C++ is a strongly typed language. This means that each data element in a C++ program has a specific internal format defined by the programmer. The C++ programmer can define the element size of every integer, be it 8-bit, 16-bit, 32-bit, 64-bit, and whether or not the integer can be signed or unsigned. Other loosely typed languages don’t allow the programmer to have such fine-tune control. While the number 6 is a signed integer of a size determined by the language compiler (usually 32-bit for most current desktop compilers), in other languages it is just a number.
Strongly typed languages allow the programmer to fine-tune the performance and data footprint properties of the application. As an example, let’s compare the data footprint of a 640×480 RGB image. If the color components are represented by 8-bit integers, and each pixel is represented by 3 color components, red, green and blue in this case, then that image will take up 640 x 480 x 3 x 1 = 921,600 bytes of data. If we use 16-bit integers to represent the color components, then the data footprint becomes 1,843,200 bytes. If we use the default integer size of 32-bits, the footprint becomes 3,686,400 bytes. 1 megabyte of RAM vs 4 megabytes is a sizable difference.
While most image file formats support 8-bit color components, some high-performance libraries and custom formats can support 16-bit color components. Furthermore, some colorspaces are better represented with floating point color components instead of integer values. The smallest floating point data type in C++ is a 32-bit quantity. While these different color component data types allow a greater precision in image manipulation, it also adverse affects the image’s data footprint.

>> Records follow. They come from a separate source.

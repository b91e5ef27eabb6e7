//! Handlers for sections.

use axum::extract::{Path, Query, State};
use axum::http::StatusCode;
use axum::response::IntoResponse;
use axum::Json;
use lectern_core::models::{CreateSection, ListSections, UpdateSection};
use lectern_core::types::DbId;
use lectern_core::CoreError;

use crate::error::AppResult;
use crate::query::FindParams;
use crate::state::AppState;

// ---------------------------------------------------------------------------
// POST /sections
// ---------------------------------------------------------------------------

pub async fn create_section(
    State(state): State<AppState>,
    Json(input): Json<CreateSection>,
) -> AppResult<impl IntoResponse> {
    let section = state.catalog.create_section(input).await?;
    Ok((StatusCode::CREATED, Json(section)))
}

// ---------------------------------------------------------------------------
// GET /sections
// ---------------------------------------------------------------------------

/// List sections, optionally restricted to one course.
pub async fn list_sections(
    State(state): State<AppState>,
    Query(params): Query<ListSections>,
) -> AppResult<impl IntoResponse> {
    let page = state.catalog.find_sections(params).await?;
    Ok(Json(page))
}

// ---------------------------------------------------------------------------
// GET /sections/{id}
// ---------------------------------------------------------------------------

pub async fn get_section(
    State(state): State<AppState>,
    Path(id): Path<DbId>,
    Query(params): Query<FindParams>,
) -> AppResult<impl IntoResponse> {
    let section = state
        .catalog
        .find_section_by_id(Some(id), params.section_options()?)
        .await?
        .ok_or(CoreError::SectionNotFound)?;
    Ok(Json(section))
}

// ---------------------------------------------------------------------------
// PUT /sections/{id}
// ---------------------------------------------------------------------------

/// Partially update a section. A new order index must be free within the
/// course.
pub async fn update_section(
    State(state): State<AppState>,
    Path(id): Path<DbId>,
    Json(input): Json<UpdateSection>,
) -> AppResult<impl IntoResponse> {
    let section = state.catalog.update_section(id, input).await?;
    Ok(Json(section))
}

// ---------------------------------------------------------------------------
// DELETE /sections/{id}
// ---------------------------------------------------------------------------

pub async fn delete_section(
    State(state): State<AppState>,
    Path(id): Path<DbId>,
) -> AppResult<StatusCode> {
    state.catalog.delete_section(id).await?;
    Ok(StatusCode::NO_CONTENT)
}
//! Handlers for courses.
//!
//! Thin adapters: decode the request, call the catalog service, encode the
//! result. Every rule lives in `lectern_core`.

use axum::extract::{Path, Query, State};
use axum::http::StatusCode;
use axum::response::IntoResponse;
use axum::Json;
use lectern_core::models::{CreateCourse, ListCourses, UpdateCourse};
use lectern_core::types::DbId;
use lectern_core::CoreError;

use crate::error::AppResult;
use crate::query::FindParams;
use crate::state::AppState;

// ---------------------------------------------------------------------------
// POST /courses
// ---------------------------------------------------------------------------

pub async fn create_course(
    State(state): State<AppState>,
    Json(input): Json<CreateCourse>,
) -> AppResult<impl IntoResponse> {
    let course = state.catalog.create_course(input).await?;
    Ok((StatusCode::CREATED, Json(course)))
}

// ---------------------------------------------------------------------------
// GET /courses
// ---------------------------------------------------------------------------

/// List courses with optional status, instructor, and search filters.
pub async fn list_courses(
    State(state): State<AppState>,
    Query(params): Query<ListCourses>,
) -> AppResult<impl IntoResponse> {
    let page = state.catalog.find_courses(params).await?;
    Ok(Json(page))
}

// ---------------------------------------------------------------------------
// GET /courses/{id}
// ---------------------------------------------------------------------------

pub async fn get_course(
    State(state): State<AppState>,
    Path(id): Path<DbId>,
    Query(params): Query<FindParams>,
) -> AppResult<impl IntoResponse> {
    let course = state
        .catalog
        .find_course_by_id(Some(id), params.course_options()?)
        .await?
        .ok_or(CoreError::CourseNotFound)?;
    Ok(Json(course))
}

// ---------------------------------------------------------------------------
// PUT /courses/{id}
// ---------------------------------------------------------------------------

/// Partially update a course. A status change is checked against the
/// lifecycle graph.
pub async fn update_course(
    State(state): State<AppState>,
    Path(id): Path<DbId>,
    Json(input): Json<UpdateCourse>,
) -> AppResult<impl IntoResponse> {
    let course = state.catalog.update_course(id, input).await?;
    Ok(Json(course))
}

// ---------------------------------------------------------------------------
// DELETE /courses/{id}
// ---------------------------------------------------------------------------

pub async fn delete_course(
    State(state): State<AppState>,
    Path(id): Path<DbId>,
) -> AppResult<StatusCode> {
    state.catalog.delete_course(id).await?;
    Ok(StatusCode::NO_CONTENT)
}
pub mod course;
pub mod instructor;
pub mod lesson;
pub mod section;
pub mod user;
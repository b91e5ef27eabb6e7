//! Mounted at `/users` by `api_routes()`.

use axum::routing::{get, post};
use axum::Router;

use crate::handlers::user;
use crate::state::AppState;

/// User routes.
///
/// ```text
/// POST   /                         -> create_user
/// GET    /                         -> list_users
/// GET    /by-username/{username}   -> get_user_by_username
/// GET    /{id}                     -> get_user
/// PUT    /{id}                     -> update_user
/// DELETE /{id}                     -> delete_user
/// ```
pub fn router() -> Router<AppState> {
    Router::new()
        .route("/", post(user::create_user).get(user::list_users))
        .route("/by-username/{username}", get(user::get_user_by_username))
        .route(
            "/{id}",
            get(user::get_user)
                .put(user::update_user)
                .delete(user::delete_user),
        )
}
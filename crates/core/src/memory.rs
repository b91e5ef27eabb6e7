//! In-memory implementation of every catalog store port.
//!
//! Used by tests and local runs without a database. Mirrors the PostgreSQL
//! adapter's observable behavior: soft-deleted rows are hidden by default,
//! live usernames, instructor users and `(course_id, order_index)` pairs are
//! unique, and lists sort by the requested column with insertion order as the
//! tie-breaker. Text columns sort case-insensitively, which approximates a
//! database collation but is not byte-for-byte identical to one.

use std::cmp::Ordering;

use async_trait::async_trait;
use chrono::Utc;
use tokio::sync::RwLock;
use uuid::Uuid;

use crate::models::{
    Course, CourseFilter, CoursePatch, CourseQuery, CourseSortField, Instructor, Lesson,
    LessonFilter, LessonPatch, LessonQuery, LessonSortField, NewCourse, NewInstructor, NewLesson,
    NewSection, NewUser, Section, SectionFilter, SectionPatch, SectionQuery, SectionSortField,
    User, UserFilter, UserPatch, UserQuery, UserSortField,
};
use crate::pagination::{Page, PageWindow, SortDirection};
use crate::store::{
    CourseStore, InstructorStore, LessonStore, SectionStore, StoreError, StoreResult, UserStore,
    INSTRUCTOR_USER_CONSTRAINT, SECTION_ORDER_INDEX_CONSTRAINT, USERNAME_CONSTRAINT,
};
use crate::types::DbId;

#[derive(Debug, Default)]
struct Tables {
    users: Vec<User>,
    instructors: Vec<Instructor>,
    courses: Vec<Course>,
    sections: Vec<Section>,
    lessons: Vec<Lesson>,
}

#[derive(Debug, Default)]
pub struct InMemoryCatalogStore {
    tables: RwLock<Tables>,
}
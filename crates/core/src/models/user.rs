//! User accounts. Credentials are handled outside the catalog; a user here is
//! an id and a unique username.

use serde::{Deserialize, Serialize};

use crate::pagination::{PageWindow, SortDirection, SortSpec};
use crate::types::{DbId, Timestamp};

#[derive(Debug, Clone, PartialEq, Serialize)]
pub struct User {
    pub id: DbId,
    pub username: String,
    pub created_at: Timestamp,
    pub updated_at: Timestamp,
    pub deleted_at: Option<Timestamp>,
}

#[derive(Debug, Clone, Default, Deserialize)]
pub struct CreateUser {
    pub username: Option<String>,
}

#[derive(Debug, Clone, PartialEq)]
pub struct NewUser {
    pub username: String,
}

#[derive(Debug, Clone, Default, Deserialize)]
pub struct UpdateUser {
    pub username: Option<String>,
}

#[derive(Debug, Clone, Default, PartialEq)]
pub struct UserPatch {
    pub username: Option<String>,
}

impl UserPatch {
    pub fn is_empty(&self) -> bool {
        self.username.is_none()
    }
}

#[derive(Debug, Clone, Copy, PartialEq, Eq, Serialize, Deserialize)]
#[serde(rename_all = "snake_case")]
pub enum UserSortField {
    #[serde(alias = "createdAt")]
    CreatedAt,
    #[serde(alias = "updatedAt")]
    UpdatedAt,
    Username,
}

impl UserSortField {
    pub fn column(self) -> &'static str {
        match self {
            UserSortField::CreatedAt => "created_at",
            UserSortField::UpdatedAt => "updated_at",
            UserSortField::Username => "username",
        }
    }
}

#[derive(Debug, Clone, Default, PartialEq)]
pub struct UserFilter {
    /// Case-insensitive substring of the username.
    pub search: Option<String>,
}

#[derive(Debug, Clone, PartialEq)]
pub struct UserQuery {
    pub filter: UserFilter,
    pub sort: SortSpec<UserSortField>,
    pub window: Option<PageWindow>,
}

impl UserQuery {
    pub const DEFAULT_SORT: SortSpec<UserSortField> = SortSpec {
        field: UserSortField::CreatedAt,
        direction: SortDirection::Desc,
    };
}

#[derive(Debug, Clone, Default, Deserialize)]
pub struct ListUsers {
    pub page: Option<i64>,
    pub limit: Option<i64>,
    #[serde(alias = "searchTerm")]
    pub search_term: Option<String>,
    pub sort: Option<UserSortField>,
    #[serde(alias = "sortType")]
    pub sort_type: Option<SortDirection>,
}
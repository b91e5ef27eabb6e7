//! Internal helpers for dynamically-built list queries.

use lectern_core::pagination::PageWindow;
use lectern_core::types::DbId;
use sqlx::postgres::PgArguments;
use sqlx::query::{QueryAs, QueryScalar};
use sqlx::Postgres;

/// Typed bind value for a dynamically-built WHERE clause.
pub(crate) enum BindValue {
    Uuid(DbId),
    Text(String),
}

/// Accumulates `AND`-joined conditions and their positional binds.
///
/// Every clause starts with `deleted_at IS NULL`.
pub(crate) struct Filter {
    conditions: Vec<String>,
    values: Vec<BindValue>,
    next_idx: u32,
}

impl Filter {
    pub(crate) fn live() -> Self {
        Self {
            conditions: vec!["deleted_at IS NULL".to_string()],
            values: Vec::new(),
            next_idx: 1,
        }
    }

    /// `column = $n`
    pub(crate) fn eq(&mut self, column: &str, value: BindValue) {
        self.conditions
            .push(format!("{column} = ${idx}", idx = self.next_idx));
        self.values.push(value);
        self.next_idx += 1;
    }

    /// Case-insensitive substring match of `term` against any of `columns`.
    pub(crate) fn contains_any(&mut self, columns: &[&str], term: &str) {
        let idx = self.next_idx;
        let clauses: Vec<String> = columns
            .iter()
            .map(|column| format!("{column} ILIKE ${idx} ESCAPE '\\'"))
            .collect();
        self.conditions.push(format!("({})", clauses.join(" OR ")));
        self.values.push(BindValue::Text(like_pattern(term)));
        self.next_idx += 1;
    }

    pub(crate) fn where_clause(&self) -> String {
        format!("WHERE {}", self.conditions.join(" AND "))
    }

    pub(crate) fn values(&self) -> &[BindValue] {
        &self.values
    }

    /// `LIMIT $n OFFSET $n+1` for a window, or nothing.
    pub(crate) fn limit_clause(&self, window: Option<PageWindow>) -> String {
        match window {
            Some(_) => format!(
                "LIMIT ${} OFFSET ${}",
                self.next_idx,
                self.next_idx + 1
            ),
            None => String::new(),
        }
    }
}

/// Wrap `term` in `%` after escaping LIKE wildcards so they match literally.
pub(crate) fn like_pattern(term: &str) -> String {
    let mut escaped = String::with_capacity(term.len() + 2);
    escaped.push('%');
    for c in term.chars() {
        if matches!(c, '\\' | '%' | '_') {
            escaped.push('\\');
        }
        escaped.push(c);
    }
    escaped.push('%');
    escaped
}

/// Bind a slice of `BindValue` to a sqlx `QueryAs`.
pub(crate) fn bind_values<'q, O>(
    mut q: QueryAs<'q, Postgres, O, PgArguments>,
    bind_values: &'q [BindValue],
) -> QueryAs<'q, Postgres, O, PgArguments> {
    for val in bind_values {
        match val {
            BindValue::Uuid(v) => q = q.bind(*v),
            BindValue::Text(v) => q = q.bind(v.as_str()),
        }
    }
    q
}

/// Bind a slice of `BindValue` to a sqlx `QueryScalar`.
pub(crate) fn bind_values_scalar<'q>(
    mut q: QueryScalar<'q, Postgres, i64, PgArguments>,
    bind_values: &'q [BindValue],
) -> QueryScalar<'q, Postgres, i64, PgArguments> {
    for val in bind_values {
        match val {
            BindValue::Uuid(v) => q = q.bind(*v),
            BindValue::Text(v) => q = q.bind(v.as_str()),
        }
    }
    q
}

/// Bind the window's limit and offset, if any.
pub(crate) fn bind_window<'q, O>(
    q: QueryAs<'q, Postgres, O, PgArguments>,
    window: Option<PageWindow>,
) -> QueryAs<'q, Postgres, O, PgArguments> {
    match window {
        Some(window) => q.bind(window.limit).bind(window.offset()),
        None => q,
    }
}

#[cfg(test)]
mod tests {
    use super::*;

    #[test]
    fn like_pattern_escapes_wildcards() {
        assert_eq!(like_pattern("rust"), "%rust%");
        assert_eq!(like_pattern("100%"), "%100\\%%");
        assert_eq!(like_pattern("a_b"), "%a\\_b%");
        assert_eq!(like_pattern("c:\\"), "%c:\\\\%");
    }

    #[test]
    fn filter_numbers_binds_in_order() {
        let mut filter = Filter::live();
        filter.eq("course_id", BindValue::Uuid(DbId::nil()));
        filter.contains_any(&["title", "description"], "x");

        assert_eq!(
            filter.where_clause(),
            "WHERE deleted_at IS NULL AND course_id = $1 AND \
             (title ILIKE $2 ESCAPE '\\' OR description ILIKE $2 ESCAPE '\\')"
        );
        assert_eq!(filter.values().len(), 2);
        assert_eq!(
            filter.limit_clause(Some(PageWindow::from_request(None, None))),
            "LIMIT $3 OFFSET $4"
        );
        assert_eq!(filter.limit_clause(None), "");
    }
}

While such fine tuning is the hallmark of the C++ programmer (and other strongly typed languages as well), it also raises some programming headaches. For instance, with three different types of color components, how do we write color component algorithms when all data elements have to be distinctly typed? Or, assuming we want to write a function called ConvertColorspace which would take a pointer to an array of color components, how do we write it? The straightforward version:
bool ConvertColorspace(uint8*)
suffers from not supporting the other data types. We could do the following:
bool ConvertColorspace(uint8*)
bool ConvertColorspace(uint16*)
bool ConvertColorspace(float*)
but this requires us to write and maintain parallel algorithms. Any bug fix discovered in one would need to be fixed in the other two. C++ does support code templates, such as:
template <class T> bool ConvertColorspace(T*)
where a C++ programmer can write and maintain one set of algorithms that can operate on different data types. However, while templates are great at defining generic data constructs that can operate on any data, such as stacks and queues, we not only want to limit the algorithms to the three color component data types, but we want to make sure that all three get defined. Furthermore, templates are essentially code macros. How and where they get instantiated is determined by the compiler, which makes it somewhat difficult to define shared library entry points. This mechanism takes some of the fine tuning control away from the programmer and puts it in the hands of the compiler.
My current solution is to define a new data type called ColorComponentPtr. Tucked inside the ColorComponentPtr is the following construct:
uint16 type;
union { uint8* c8; uint16* c16, float* cr; }
This construct ensures that there is only one source of color component based algorithms and gives the programmer full control over the fine tuning aspect of the code. Coupled with well-written constructors, it’s not a perfect solution, but a usable one.